Similar behavior in seconds behind master statistic with multi threaded slave.

The timestamp of rotate_log_event which is very big is used here.

int Rotate_log_event::do_update_pos(Relay_log_info *rli) {
if (rli->is_parallel_exec())
rli->reset_notified_checkpoint(0, when.tv_sec + (time_t) exec_time,
true/*need_data_lock=true*/);

}

Thanks for your feedback. The following was added to the 5.6.23 and 5.7.6 changelog with commit 4672:
When using SHOW SLAVE STATUS to monitor replication performance, Seconds_Behind_Master sometimes displayed unexpected lag behind the master. This was caused by Previous_gtids_log_events being written to the slave's relay log with a timestamp behind the master, and then being used to calculate the Seconds_Behind_Master. This fix ensures that events generated on the slave that are added to the relay log and not used when calculating Seconds_Behind_Master.

Posted by developer:
 
Thanks for your feedback. The following was added to the 5.6.23 and 5.7.6 changelog with commit 4672:
When using SHOW SLAVE STATUS to monitor replication performance, Seconds_Behind_Master sometimes displayed unexpected lag behind the master. This was caused by Previous_gtids_log_events being written to the slave's relay log with a timestamp behind the master, and then being used to calculate the Seconds_Behind_Master. This fix ensures that events generated on the slave that are added to the relay log and not used when calculating Seconds_Behind_Master.

$ git show -s 4ded569
commit 4ded5690d954ded1d8bfcbb2807a6893ddd208ef
Author: Venkatesh Duggirala <venkatesh.duggirala@oracle.com>
Date:   Thu Nov 13 21:46:26 2014 +0530

    Bug#18622657 SECONDS_BEHIND_MASTER DISTORTED BECAUSE OF
    PREVIOUS_GTID EVENT
    
    Problem: Previous gtid log event in relay log should not be contributed to
    seconds behind master calculation.
    
    Analysis: A log event contains a timestamp in it's header which represents
    the time at which it got generated on Master. In relaylog, we have events which got
    transferred from Master and also contains which were generated on Slave, which
    we call it as " a relay log event" for eg: when relaylog is rotated,
    Slave generates and writes Previous_gtid_log_event in to the relay log.
    These events (which got generated on Slave) contains the
    timestamp of thread's starting time. When we are calculating Second Behind
    Master(SBM), the events which are generated on Slave should be ignored and should
    not contribute to SBM calculation. We already have a logic in the server
    if (!ev->is_relay_log_event())
    {
      last_master_timestamp=
    }
    
    But the previous gtid log events generated on Slave are not marked as "relay log events"
    hence last_master_timestamp is getting set with thread's start time and SBM
    will have wrong value.
    
    And also in some situations, we generate Rotate log events
    on slave to maintain the SQL positions in sync with Master
    these log events are generated with server_id 0.
    These events also should not contribute to SBM calculation.
    
    Fix: Mark previous_gtid_log_event as relay log event.
    And don't set last_master_timestamp when server_id= 0.

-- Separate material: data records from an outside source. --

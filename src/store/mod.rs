//! 项目状态：设定、作者画像、历史、审核记录四个持久化实体

pub mod digest;
pub mod document;
pub mod entity;
pub mod repair;
pub mod state_store;
pub mod views;

pub use digest::render_setting_digest;
pub use document::{deep_merge, lookup_path};
pub use entity::EntityKind;
pub use repair::{DispatcherRepairOracle, NoRepair, RepairOracle, RepairOutcome, RepairPath, RepairRequest};
pub use state_store::StateStore;
pub use views::{
    AuthorProfile, ChapterRecord, EvolutionEvent, History, PacingGuide, ReviewRecord, SettingView,
    StructureEntry,
};
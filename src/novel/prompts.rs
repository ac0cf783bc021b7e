//! 提示词模板：内置简短默认值，可被 config/prompts/<name>.txt 覆盖
//!
//! 模板中的 `{name}` 占位符由 render 替换。

/// 各环节的系统提示词
#[derive(Debug, Clone, PartialEq)]
pub struct Prompts {
    /// 写章节，占位符 {target_words}
    pub chapter: String,
    /// 扩写，占位符 {content} {target_words}
    pub expand: String,
    /// 精简，占位符 {content} {target_words}
    pub condense: String,
    pub review: String,
    pub revise: String,
    pub summary: String,
    pub brief: String,
    pub compression: String,
    pub style: String,
    pub life_event: String,
}

impl Default for Prompts {
    fn default() -> Self {
        Self {
            chapter: "你是一位职业网络小说作者。根据创作简报写出完整的一章正文，首行为「第N章 标题」，正文约 {target_words} 字。只输出正文。".into(),
            expand: "下面这一章字数不足，请在不改变情节走向的前提下扩写到约 {target_words} 字，只输出完整正文。\n\n{content}".into(),
            condense: "下面这一章篇幅过长，请精简到约 {target_words} 字，保留关键情节，只输出完整正文。\n\n{content}".into(),
            review: "你是严格的网文编辑。审核章节并只返回 JSON：{\"score\": 0-100, \"passed\": bool, \"comments\": \"总体评价\", \"suggestions\": [\"修改建议\"]}".into(),
            revise: "你是职业网络小说作者。根据修改意见重写章节，保持设定一致，只输出完整正文。".into(),
            summary: "为章节生成索引，只返回 JSON：{\"summary\": \"摘要\", \"key_events\": [], \"foreshadowing\": [], \"items_acquired\": [], \"plot_progression_score\": 0-10}".into(),
            brief: "你是小说主编。根据设定、历史与节奏数据，为下一章写一份简短的创作简报：本章目标、冲突、结尾钩子，避免剧情偏离设定。".into(),
            compression: "把已有的历史背景与待压缩章节合并成一段连贯的剧情梗概，保留人物关系、伏笔与关键道具。只输出梗概。".into(),
            style: "根据最近章节摘要与当前风格描述，提炼作者当前的写作风格，一段话即可。".into(),
            life_event: "为一位网文作者生成一件现实生活中的小事件，只返回 JSON：{\"event\": \"事件\", \"effect\": \"对写作的影响\"}".into(),
        }
    }
}

const SEARCH_DIRS: [&str; 2] = ["config/prompts", "../config/prompts"];

impl Prompts {
    /// 内置默认值，逐项尝试从 config/prompts/<name>.txt 覆盖
    pub fn load() -> Self {
        let mut prompts = Self::default();
        for (name, slot) in prompts.slots_mut() {
            if let Some(text) = SEARCH_DIRS
                .iter()
                .find_map(|dir| std::fs::read_to_string(format!("{}/{}.txt", dir, name)).ok())
            {
                tracing::debug!("prompt '{}' overridden from file", name);
                *slot = text;
            }
        }
        prompts
    }

    fn slots_mut(&mut self) -> [(&'static str, &mut String); 10] {
        [
            ("chapter", &mut self.chapter),
            ("expand", &mut self.expand),
            ("condense", &mut self.condense),
            ("review", &mut self.review),
            ("revise", &mut self.revise),
            ("summary", &mut self.summary),
            ("brief", &mut self.brief),
            ("compression", &mut self.compression),
            ("style", &mut self.style),
            ("life_event", &mut self.life_event),
        ]
    }
}

/// 替换 `{key}` 占位符
pub fn render(template: &str, vars: &[(&str, &str)]) -> String {
    vars.iter().fold(template.to_string(), |acc, (k, v)| {
        acc.replace(&format!("{{{}}}", k), v)
    })
}

#[cfg(test)]
mod tests {
    use super::*;

    #[test]
    fn test_render_replaces_placeholders() {
        let out = render("写 {target_words} 字：{content}", &[("target_words", "2000"), ("content", "正文")]);
        assert_eq!(out, "写 2000 字：正文");
    }

    #[test]
    fn test_render_leaves_json_braces() {
        let out = render(&Prompts::default().review, &[("target_words", "1")]);
        assert!(out.contains("{\"score\""));
    }
}
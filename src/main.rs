//! Inkstone 无头写作器
//!
//! 用法：inkstone <novel_dir> [--chapters N | --complete | --volume] [--config path]
//!
//! 不带模式参数时为人工模式：每章审核后在终端确认或输入修改意见。
//! novel_dir 只写项目名时放在配置的 [app] novels_root 下。
//! 模型 Key 通过配置里的 api_key_env 指向的环境变量提供（如 DEEPSEEK_API_KEY）。

use std::io::Write;
use std::path::PathBuf;
use std::sync::Arc;

use anyhow::{bail, Context};
use async_trait::async_trait;
use tokio::io::{AsyncBufReadExt, BufReader};
use tokio::sync::{mpsc, Mutex};

use inkstone::config::load_config;
use inkstone::llm::{ActiveModels, ModelDispatcher, ModelRegistry, ModelSession, RetryPolicy};
use inkstone::novel::{
    AutoSupervisor, GateDecision, NovelEvent, Prompts, RunMode, Supervisor, WritingSession,
};
use inkstone::observability::{self, Monitor};
use inkstone::store::{DispatcherRepairOracle, StateStore};

struct CliArgs {
    novel_dir: PathBuf,
    mode: RunMode,
    config: Option<PathBuf>,
}

fn parse_args() -> anyhow::Result<CliArgs> {
    let mut args = std::env::args().skip(1);
    let mut novel_dir = None;
    let mut mode = RunMode::Manual;
    let mut config = None;
    while let Some(arg) = args.next() {
        match arg.as_str() {
            "--chapters" => {
                let n = args.next().context("--chapters needs a number")?;
                mode = RunMode::Count(n.parse().context("--chapters needs a number")?);
            }
            "--complete" => mode = RunMode::Complete,
            "--volume" => mode = RunMode::Volume,
            "--config" => config = Some(PathBuf::from(args.next().context("--config needs a path")?)),
            other if other.starts_with("--") => bail!("unknown option {}", other),
            other => novel_dir = Some(PathBuf::from(other)),
        }
    }
    let novel_dir = novel_dir.context(
        "usage: inkstone <novel_dir> [--chapters N | --complete | --volume] [--config path]",
    )?;
    Ok(CliArgs {
        novel_dir,
        mode,
        config,
    })
}

/// 终端监督者：从 stdin 读取 y/n 与修改意见
struct StdinSupervisor {
    lines: Mutex<tokio::io::Lines<BufReader<tokio::io::Stdin>>>,
}

impl StdinSupervisor {
    fn new() -> Self {
        Self {
            lines: Mutex::new(BufReader::new(tokio::io::stdin()).lines()),
        }
    }

    async fn ask(&self, prompt: &str) -> String {
        print!("{} ", prompt);
        let _ = std::io::stdout().flush();
        match self.lines.lock().await.next_line().await {
            Ok(Some(line)) => line.trim().to_string(),
            _ => String::new(),
        }
    }
}

#[async_trait]
impl Supervisor for StdinSupervisor {
    async fn confirm(&self, prompt: &str) -> bool {
        let answer = self.ask(&format!("{} [Y/n]", prompt)).await.to_lowercase();
        answer.is_empty() || answer == "y" || answer == "yes"
    }

    async fn feedback(&self, prompt: &str) -> Option<String> {
        Some(self.ask(prompt).await).filter(|s| !s.is_empty())
    }

    async fn on_gate_exhausted(&self, chapter: u32, attempts: u32) -> GateDecision {
        let prompt = format!(
            "第 {} 章审核 {} 次仍未达标：继续人工修改(i) / 放弃本章(a) / 终止运行(e)？",
            chapter, attempts
        );
        match self.ask(&prompt).await.to_lowercase().as_str() {
            "i" => GateDecision::Intervene,
            "e" => GateDecision::Escalate,
            _ => GateDecision::Abandon,
        }
    }
}

fn render_event(event: &NovelEvent) {
    match event {
        NovelEvent::ChapterStarted {
            chapter,
            total,
            stage,
            progress,
        } => println!(
            "== 第 {}/{} 章 · {} · {:.0}% ==",
            chapter,
            total,
            stage,
            progress * 100.0
        ),
        NovelEvent::Reviewed {
            attempt,
            score,
            passed,
            comments,
            ..
        } => println!("审核 #{}: {:.0} 分 {} {}", attempt, score, if *passed { "通过" } else { "未通过" }, comments),
        NovelEvent::ChapterAccepted { chapter, title, chars, .. } => {
            println!("第 {} 章《{}》已保存（{} 字）", chapter, title, chars)
        }
        NovelEvent::Finished { written, reason } => println!("完成：共写 {} 章（{}）", written, reason),
        NovelEvent::Error { text } => eprintln!("错误：{}", text),
        other => tracing::debug!(?other, "event"),
    }
}

/// 启动时探测作者与审核模型；不通时只告警，运行中由回退链兜底
async fn check_connections(dispatcher: &ModelDispatcher, author: &str, reviewer: &str) {
    let mut keys = vec![author];
    if reviewer != author {
        keys.push(reviewer);
    }
    for key in keys {
        match dispatcher.test_connection(key).await {
            Ok(()) => tracing::info!("model {} is reachable", key),
            Err(e) => tracing::warn!("model {} failed connectivity check: {}", key, e),
        }
    }
}

#[tokio::main]
async fn main() -> anyhow::Result<()> {
    observability::init();

    let args = parse_args()?;
    let cfg = load_config(args.config.clone()).context("Failed to load config")?;
    cfg.llm.validate()?;
    let novel_dir = cfg.app.novel_dir(&args.novel_dir);
    std::fs::create_dir_all(&novel_dir)
        .with_context(|| format!("Failed to create {}", novel_dir.display()))?;

    let dispatcher = ModelDispatcher::from_registry(
        ModelRegistry::from_config(&cfg.llm),
        RetryPolicy::from_config(&cfg.retry),
        Monitor::new(),
        cfg.llm.show_thinking,
    );
    check_connections(&dispatcher, &cfg.llm.author_model_key, &cfg.llm.reviewer_model_key).await;
    let models = ModelSession::new(
        Arc::new(dispatcher),
        ActiveModels::new(&cfg.llm.author_model_key, &cfg.llm.reviewer_model_key),
    );
    let store = Arc::new(StateStore::from_config(
        &novel_dir,
        &cfg.store,
        Arc::new(DispatcherRepairOracle::new(models.clone())),
    ));

    let supervisor: Arc<dyn Supervisor> = if args.mode.is_manual() {
        Arc::new(StdinSupervisor::new())
    } else {
        Arc::new(AutoSupervisor::default())
    };

    let (tx, mut rx) = mpsc::unbounded_channel();
    let printer = tokio::spawn(async move {
        while let Some(event) = rx.recv().await {
            render_event(&event);
        }
    });

    let session = WritingSession::new(models, store, supervisor, Prompts::load())
        .with_config(&cfg)
        .with_events(tx);
    let result = session.run(args.mode).await;
    drop(session);
    let _ = printer.await;

    let report = result.context("Writing session failed")?;
    tracing::info!("done: {} chapters ({})", report.written, report.reason);
    Ok(())
}
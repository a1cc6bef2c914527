//! Task scoring.
//!
//! Turns the three subjective sliders into the stored priority score and
//! picks a task's difficulty. Everything here is pure and infallible:
//! out-of-range or unparsable inputs are clamped or defaulted, never rejected.
//!
//! ## Pipeline
//!
//! ```text
//! raw form strings ──> Sliders::parse ──> compose_priority ──> priority_score
//!                                              │
//!                                              └── tmt_utility (impulsiveness = 1.5)
//!
//! external estimate + fear slider ──> resolve_difficulty ──> difficulty_score
//! ```

mod difficulty;
mod priority;
mod tmt;

pub use difficulty::resolve_difficulty;
pub use priority::{compose_priority, pressure, PRIORITY_IMPULSIVENESS};
pub use tmt::{tmt_utility, DEFAULT_IMPULSIVENESS, UTILITY_CAP};

use serde::{Deserialize, Serialize};

/// Value substituted for a slider that is missing or not a number.
pub const NEUTRAL_SLIDER: f64 = 5.0;

/// The three subjective readings attached to a task.
///
/// Conceptually each lies in `[1, 10]`; the UI sliders may send `0..=10`.
/// Produced either by the user or by the semantic estimator.
#[derive(Debug, Clone, Copy, PartialEq, Serialize, Deserialize)]
pub struct Sliders {
    pub urgency: f64,
    pub fear: f64,
    pub interest: f64,
}

impl Sliders {
    pub fn new(urgency: f64, fear: f64, interest: f64) -> Self {
        Self {
            urgency,
            fear,
            interest,
        }
    }

    /// All three readings at the neutral midpoint.
    pub fn neutral() -> Self {
        Self::new(NEUTRAL_SLIDER, NEUTRAL_SLIDER, NEUTRAL_SLIDER)
    }

    /// Parse raw form values.
    ///
    /// A missing field falls back to the neutral value on its own. If any
    /// present field fails to parse as a finite number, all three readings
    /// become neutral, mirroring how a rejected form is treated as a whole.
    pub fn parse(urgency: Option<&str>, fear: Option<&str>, interest: Option<&str>) -> Self {
        let parsed = (
            parse_field(urgency),
            parse_field(fear),
            parse_field(interest),
        );
        match parsed {
            (Some(u), Some(f), Some(i)) => Self::new(u, f, i),
            _ => {
                tracing::debug!("non-numeric slider input, using neutral readings");
                Self::neutral()
            }
        }
    }

    /// True when every reading is a finite number.
    pub fn is_finite(&self) -> bool {
        self.urgency.is_finite() && self.fear.is_finite() && self.interest.is_finite()
    }

    /// These readings, or all-neutral if any of them is NaN or infinite.
    ///
    /// The same whole-form rule [`Sliders::parse`] applies to text input.
    pub fn finite_or_neutral(self) -> Self {
        if self.is_finite() {
            self
        } else {
            tracing::debug!(readings = ?self, "non-finite slider input, using neutral readings");
            Self::neutral()
        }
    }

    /// Clamp every reading into `[1, 10]`.
    pub fn clamped(&self) -> Self {
        Self::new(
            clamp_reading(self.urgency),
            clamp_reading(self.fear),
            clamp_reading(self.interest),
        )
    }
}

impl Default for Sliders {
    fn default() -> Self {
        Self::neutral()
    }
}

/// Missing → neutral, present but garbage → `None`.
fn parse_field(raw: Option<&str>) -> Option<f64> {
    match raw.map(str::trim) {
        None | Some("") => Some(NEUTRAL_SLIDER),
        Some(s) => s.parse::<f64>().ok().filter(|v| v.is_finite()),
    }
}

/// Clamp a reading into the closed interval `[1, 10]`. NaN reads as neutral.
pub(crate) fn clamp_reading(value: f64) -> f64 {
    if value.is_nan() {
        NEUTRAL_SLIDER
    } else {
        value.clamp(1.0, 10.0)
    }
}

/// Round to `places` decimal places, ties to even on the exact binary value.
///
/// `0.625` is exactly representable and rounds to `0.62`; `2.675` is stored
/// as `2.67499…` and rounds to `2.67`. Stored scores depend on this.
pub(crate) fn round_to(value: f64, places: i32) -> f64 {
    let factor = 10f64.powi(places);
    let scaled = value * factor;
    if !scaled.is_finite() {
        return value;
    }
    let floor = scaled.floor();
    let rounded = if scaled - floor == 0.5 {
        // The product may itself have been rounded onto the tie; its exact
        // error says which side of the tie `value` really sits on.
        let error = value.mul_add(factor, -scaled);
        if error > 0.0 {
            floor + 1.0
        } else if error < 0.0 {
            floor
        } else {
            scaled.round_ties_even()
        }
    } else {
        scaled.round()
    };
    rounded / factor
}
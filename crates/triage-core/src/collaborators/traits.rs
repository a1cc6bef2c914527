use async_trait::async_trait;
use serde::{Deserialize, Serialize};

use crate::error::CollaboratorError;
use crate::scoring::Sliders;

/// Highest difficulty a breakdown may report.
pub const MAX_DIFFICULTY: u8 = 10;

/// Steps for a task plus a difficulty guess (`0` = unsure).
#[derive(Debug, Clone, PartialEq, Eq, Default, Serialize, Deserialize)]
pub struct Breakdown {
    #[serde(rename = "breakdown", default)]
    pub steps: Vec<String>,
    #[serde(default)]
    pub difficulty: u8,
}

impl Breakdown {
    pub fn new(steps: Vec<String>, difficulty: u8) -> Self {
        Self { steps, difficulty }
    }

    /// What the core proceeds with when the generator is unavailable.
    pub fn fallback() -> Self {
        Self::default()
    }

    /// Trim steps, drop blank ones, cap difficulty at 10.
    pub fn sanitized(self) -> Self {
        let steps = self
            .steps
            .into_iter()
            .map(|s| s.trim().to_string())
            .filter(|s| !s.is_empty())
            .collect();
        Self {
            steps,
            difficulty: self.difficulty.min(MAX_DIFFICULTY),
        }
    }
}

/// Turns a task description into concrete sub-steps.
#[async_trait]
pub trait BreakdownGenerator: Send + Sync {
    /// Identifier used in logs and as the analysis model version.
    fn name(&self) -> &str;

    async fn breakdown(&self, description: &str) -> Result<Breakdown, CollaboratorError>;
}

/// Reads urgency, fear and interest off free text.
#[async_trait]
pub trait UrgencyEstimator: Send + Sync {
    fn name(&self) -> &str;

    async fn estimate(&self, text: &str) -> Result<Sliders, CollaboratorError>;
}
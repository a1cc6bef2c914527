//! Focus timer state machine.
//!
//! Tasks carry their own timer: `time_spent` holds the folded seconds and
//! `last_started_at` marks the open stretch while the task is active. The
//! functions here are pure transitions over in-memory records and take a
//! single `now` snapshot from the caller; enforcing one active task per
//! user across storage is the job of [`crate::service::TaskService`].
//!
//! ## Transitions
//!
//! ```text
//! start     pending | paused | active ──> active      (preempts the user's other active task)
//! pause     active ──> paused                        (no-op otherwise)
//! complete  pending | active | paused ──> completed  (no-op once completed)
//! ```

mod accrual;
mod machine;

pub use accrual::{accrue, elapsed_seconds};
pub use machine::{complete, pause, start};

The fix doesn't handle ROTATE_EVENT. As i mentioned in the comment earlier, some ROTATE events have old timestamps.

It seems even the rotate events in the relay log have old timestamps. Except the fake rotate from master, other rotate events are used in calculating the last master timestamp, so a spike in sbm is possible

mysqld-relay-bin-3307.000234

# at 120
#140417 17:06:24 server id 127966511  end_log_pos 187   Previous-GTIDs
# 79169a35-ba7d-11e3-82ee-0002c9521040:911507535-916628573
# at 187
#140417 17:28:53 server id 127969309  end_log_pos 425738623     Rotate to binary-logs-3307.001766  pos: 4
# at 237
#140417 17:06:24 server id 127966511  end_log_pos 292   Rotate to mysqld-relay-bin-3307.000235  pos: 4
DELIMITER ;

mysqld-relay-bin-3307.000235
# at 353
#140417 17:06:24 server id 0  end_log_pos 403   Rotate to binary-logs-3307.001766  pos: 267

Correct fix would be

@@ -7219,8 +7219,7 @@ int Rotate_log_event::do_update_pos(Relay_log_info *rli)
                         (ulong) rli->get_group_master_log_pos()));
     mysql_mutex_unlock(&rli->data_lock);
     if (rli->is_parallel_exec())
-      rli->reset_notified_checkpoint(0,
-                                     server_id ? when.tv_sec + (time_t) exec_time : 0,
+      rli->reset_notified_checkpoint(0, 0,
                                      true/*need_data_lock=true*/);
 
     /*
diff --git a/sql/rpl_slave.cc b/sql/rpl_slave.cc
index bde4b90..fe8b5a6 100644
--- a/sql/rpl_slave.cc
+++ b/sql/rpl_slave.cc
@@ -4322,8 +4322,10 @@ static int exec_relay_log_event(THD* thd, Relay_log_info* rli)
     if (!(rli->is_parallel_exec() ||
           ev->is_artificial_event() || ev->is_relay_log_event() ||
           ev->when.tv_sec == 0 || ev->get_type_code() == FORMAT_DESCRIPTION_EVENT ||
-          ev->server_id == 0))
+          ev->server_id == 0 || ev->get_type_code() == ROTATE_EVENT))
     {
+      DBUG_ASSERT(ev->get_type_code() != ROTATE_EVENT && ev->get_type_code() !=
+                  PREVIOUS_GTIDS_LOG_EVENT);
       rli->last_master_timestamp= ev->when.tv_sec + (time_t) ev->exec_time;
       DBUG_ASSERT(rli->last_master_timestamp >= 0);

Followup:

Bug 23532304 - SECONDS_BEHIND_MASTER REPORTS IO_THREAD TIME WHEN USING MTS & ROTATING RELAY-LOG

Fixed in next versions,  5.6.36, 5.7.18, 8.0.1